治療精神病發生的住院醫療費用報銷不設起付線;惡性腫瘤放化療發生的醫療費用報銷在一個自然年度內自第二次住院起不設起付線。

●統一大病保險待遇

參保職工發生的超過職工基本醫療保險統籌基金最高支付限額(10 萬元),且符合職工基本醫療保險支付範圍(含門診特殊慢性病)的醫療費用,由大病保險基金按照 90% 的比例支付。

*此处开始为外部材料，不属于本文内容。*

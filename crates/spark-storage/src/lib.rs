//! Embedded SQLite persistence for settings and the device, personality,
//! conversation, model and network-stat registries.
//!
//! One [`Store`] owns the only connection. It is opened once by the
//! application root and handed to whoever needs it; every call locks the
//! connection for its duration, so statements never overlap.

mod conversations;
mod devices;
mod models;
mod network_stats;
mod personalities;
mod schema;
mod settings;

use std::{
    path::{Path, PathBuf},
    sync::{Mutex, MutexGuard},
};

use anyhow::{anyhow, Context, Result};
use rusqlite::Connection;
use serde_json::Value;
use spark_observability::{trace, Span};

pub use conversations::{ConversationMessage, ConversationRole, DEFAULT_CONVERSATION_LIMIT};
pub use devices::{Device, DeviceRole, DeviceStatus, DeviceUpsert};
pub use models::{Model, NewModel};
pub use network_stats::{NetworkStat, DEFAULT_NETWORK_STAT_LIMIT};
pub use personalities::{NewPersonality, Personality, PersonalityUpdate};
pub use settings::{Setting, DEFAULT_ASSISTANT_NAME, DEFAULT_THEME_COLOR};

pub const DB_FILE_NAME: &str = "spark.db";
const STORE_CLOSED: &str = "store is closed";

pub fn db_path(data_dir: &Path) -> PathBuf {
    data_dir.join(DB_FILE_NAME)
}

pub struct Store {
    conn: Mutex<Option<Connection>>,
    data_dir: PathBuf,
}

impl Store {
    /// Opens (or creates) `<data_dir>/spark.db`, applies the schema and seeds
    /// default settings.
    pub fn open(data_dir: &Path) -> Result<Self> {
        std::fs::create_dir_all(data_dir)
            .with_context(|| format!("create data dir failed: {}", data_dir.display()))?;
        let path = db_path(data_dir);
        let span = Span::start(
            data_dir,
            None,
            "Store",
            "STORE.open",
            Some(serde_json::json!({"db": path.display().to_string()})),
        );
        let conn = match Connection::open(&path) {
            Ok(c) => c,
            Err(e) => {
                span.err("db", "E_STORE_OPEN", &e.to_string(), None);
                return Err(anyhow!(e).context("open sqlite failed"));
            }
        };
        match Self::init(conn, data_dir) {
            Ok(store) => {
                span.ok(None);
                Ok(store)
            }
            Err(e) => {
                span.err_anyhow("db", "E_STORE_INIT", &e, None);
                Err(e)
            }
        }
    }

    /// A private in-memory database; traces still go to `data_dir`.
    pub fn open_in_memory(data_dir: &Path) -> Result<Self> {
        let conn = Connection::open_in_memory().context("open in-memory sqlite failed")?;
        Self::init(conn, data_dir)
    }

    fn init(conn: Connection, data_dir: &Path) -> Result<Self> {
        schema::apply(&conn)?;
        settings::seed_defaults(&conn)?;
        Ok(Self {
            conn: Mutex::new(Some(conn)),
            data_dir: data_dir.to_path_buf(),
        })
    }

    /// Closes the connection, surfacing any error SQLite reports on close.
    /// Later calls fail with "store is closed"; closing twice is a no-op.
    pub fn close(&self) -> Result<()> {
        let Some(conn) = self.lock().take() else {
            return Ok(());
        };
        let res = conn
            .close()
            .map_err(|(_, e)| anyhow!(e).context("close sqlite failed"));
        trace::event(
            &self.data_dir,
            None,
            "Store",
            "STORE.close",
            if res.is_ok() { "ok" } else { "err" },
            None,
        );
        res
    }

    pub fn is_closed(&self) -> bool {
        self.lock().is_none()
    }

    pub fn data_dir(&self) -> &Path {
        &self.data_dir
    }

    fn lock(&self) -> MutexGuard<'_, Option<Connection>> {
        self.conn.lock().unwrap_or_else(|p| p.into_inner())
    }

    fn read<T>(&self, what: &'static str, f: impl FnOnce(&Connection) -> rusqlite::Result<T>) -> Result<T> {
        let guard = self.lock();
        let conn = guard.as_ref().ok_or_else(|| anyhow!(STORE_CLOSED))?;
        f(conn).with_context(|| format!("{what} failed"))
    }

    /// Runs a write under a trace span named `step_id`.
    fn write<T>(
        &self,
        step_id: &str,
        code: &str,
        ctx: Option<Value>,
        f: impl FnOnce(&mut Connection) -> rusqlite::Result<T>,
    ) -> Result<T> {
        let span = Span::start(&self.data_dir, None, "Store", step_id, ctx);
        let mut guard = self.lock();
        let Some(conn) = guard.as_mut() else {
            span.err("db", "E_STORE_CLOSED", STORE_CLOSED, None);
            return Err(anyhow!(STORE_CLOSED).context(format!("{step_id} failed")));
        };
        match f(conn) {
            Ok(v) => {
                span.ok(None);
                Ok(v)
            }
            Err(e) => {
                span.err("db", code, &e.to_string(), None);
                Err(anyhow!(e).context(format!("{step_id} failed")))
            }
        }
    }
}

大病保險基金年度內最高支付限額由統籌地區根據實際情況自行確定。

●統一個人先行自付比例

參保人員住院和門診特殊慢性病就醫發生的醫療費用,符合《江西省基本醫療保險、工傷保險和生育保險藥品目錄》中的乙類藥品個人先行自付比例統一為 10%。按規定辦理了異地安置手續的人員執行統籌地區同等級醫院住院醫療費用報銷標準;按規定辦理了跨省轉診轉院手續的人員發生的政策範圍內醫療費用,個人先行自付比例統一為 10%。

未按規定辦理轉診轉院手續或異地安置手續、在省內其他統籌地區就醫所發生的政策範圍內醫療費用,個人先行自付比例統一為 15%;未按規定辦理轉診轉院手續或異地安置手續、在省外就醫所發生的政策範圍內醫療費用,個人先行自付比例統一為 20%。